The Best American Short Stories 1999

Amy Tan
0/5 ( ratings)
Rookie of the Year
The new cheat sheets are here! The new cheat sheets are here!

Want to know who the hottest fiction writers are? Yeah, yeah, commercially it's whatever middlebrow author Oprah tabbed this month. While there have been exceptions, many Oprah authors are no more writer's writers than Kenny G is a saxophonist's saxophonist.

The best way to find the hottest, most influential writers writing would be to read every issue of every magazine that publishes new fiction, and to read every good book that comes out. Which would work fine if you were Burgess Meredith in that episode of "The Twilight Zone" where everyone in the world disappears except this bookish guy who's left alone -- o, lovely briar patch -- inside a library. Absent that, what do you do?

I've said it before , and I'll say it again: The best possible way to keep tabs on what's up with North American fiction is to buy, year in and year out, each year's volume of The Best American Short Stories and Prize Stories: The O. Henry Awards.

Both collections have been around for more than 80 years, have had their ups and downs , but are both currently enjoying commercial heydays. During the 1970s, BASS's sales sank to a series-threatening 7,000 copies a year, before it hit on some bright ideas that saved it. Beginning in 1978, instead of one editor choosing everything himself or herself , a series editor winnowed the 3,000 or so published stories each year down to a stack of 120 . Then a guest editor picks 20 stories to include . Beginning in 1983 , BASS began to be published simultaneously in both hardback and paperback editions. And in 1987, it began to feature short comments by the writers, talking about their stories. BASS began consistently to sell over 100,000 copies a year.

O. HENRY's nadir came more recently. Coinciding with BASS's resurgence, O. Henry, in the 1980s, became the American short story's poor, quirky stepchild. But it received a major overhaul in 1997. A single editor still, as has typically been the case, picks the 20 stories to include. But now, O. Henry also includes a list of 50 short-listed stories and comments by the authors of each year's anointed 20. Furthermore, three guest jurors , pick from those 20 a first, second, and third prize. Sales have zoomed.

You could read this year's editions of these two indispensable annuals and -- without breaking a sweat -- glean this exemplary shorthand of whom you should be reading, circa 1998-1999.

Most Valuable Player: Alice Munro.

Why : Her story, "Save the Reaper," certainly the best short story I read last year, is one of only two included in both the 1999 BASS and O. Henry.

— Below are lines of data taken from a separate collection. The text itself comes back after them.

/// Opaque id of a requested redraw callback
#[derive(Clone, Copy, Debug, PartialEq, Eq, Hash)]
pub struct FrameHandle(u64);

impl FrameHandle {
    pub fn new(id: u64) -> Self {
        Self(id)
    }

    pub fn id(&self) -> u64 {
        self.0
    }
}

/// The host side of the redraw loop.
///
/// A requested frame is delivered back to the element on the next display
/// refresh, unless it is cancelled first.
pub trait FrameScheduler {
    fn request_frame(&mut self) -> FrameHandle;

    fn cancel_frame(&mut self, handle: FrameHandle);
}

/// A frame scheduler for hosts that drive their own redraw loop.
///
/// Frames requested since the last refresh are collected with [`FrameQueue::take_due`].
#[derive(Debug, Default)]
pub struct FrameQueue {
    next_id: u64,
    pending: Vec<FrameHandle>,
}

impl FrameQueue {
    pub fn new() -> Self {
        Self::default()
    }

    /// Take every frame requested so far; frames requested while handling them
    /// are due on the following refresh.
    pub fn take_due(&mut self) -> Vec<FrameHandle> {
        std::mem::take(&mut self.pending)
    }

    pub fn pending(&self) -> &[FrameHandle] {
        &self.pending
    }

    pub fn is_empty(&self) -> bool {
        self.pending.is_empty()
    }
}

impl FrameScheduler for FrameQueue {
    fn request_frame(&mut self) -> FrameHandle {
        self.next_id += 1;
        let handle = FrameHandle(self.next_id);
        self.pending.push(handle);
        handle
    }

    fn cancel_frame(&mut self, handle: FrameHandle) {
        self.pending.retain(|pending| *pending != handle);
    }
}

In awarding it third prize in O. HENRY, Moore discerns the story's parallels not only with Flannery O'Connor's "A Good Man Is Hard to Find" but also with the myths of Eros, Demeter, and Hermes. Moore writes that, in contrast to the O'Connor masterpiece, "[a]s always in the fictional world of Munro, a character's fate pivots not on the penitential moment but on the erotic one."

Neither annual allows any writer to be represented by more than one story , but Munro's "Cortes Island" is short-listed for both and "Before the Change" is short-listed in O. Henry. All three stories are collected in her National Book Critics Circle Award-winning book The Love of a Good Woman.

MVP Runners-Up: Annie Proulx, Pam Houston, Lorrie Moore.

Why: All three are included in both volumes. Proulx's story "The Bunchgrass Edge of the World" is included in BASS and short-listed in O. Henry, "The Mud Below" in O. Henry and short-listed in BASS. Both are included in Proulx's collection Close Range, which includes two other stories honored in previous years and, even in an amazing year for short story collections, is one of the year's most talked-about books.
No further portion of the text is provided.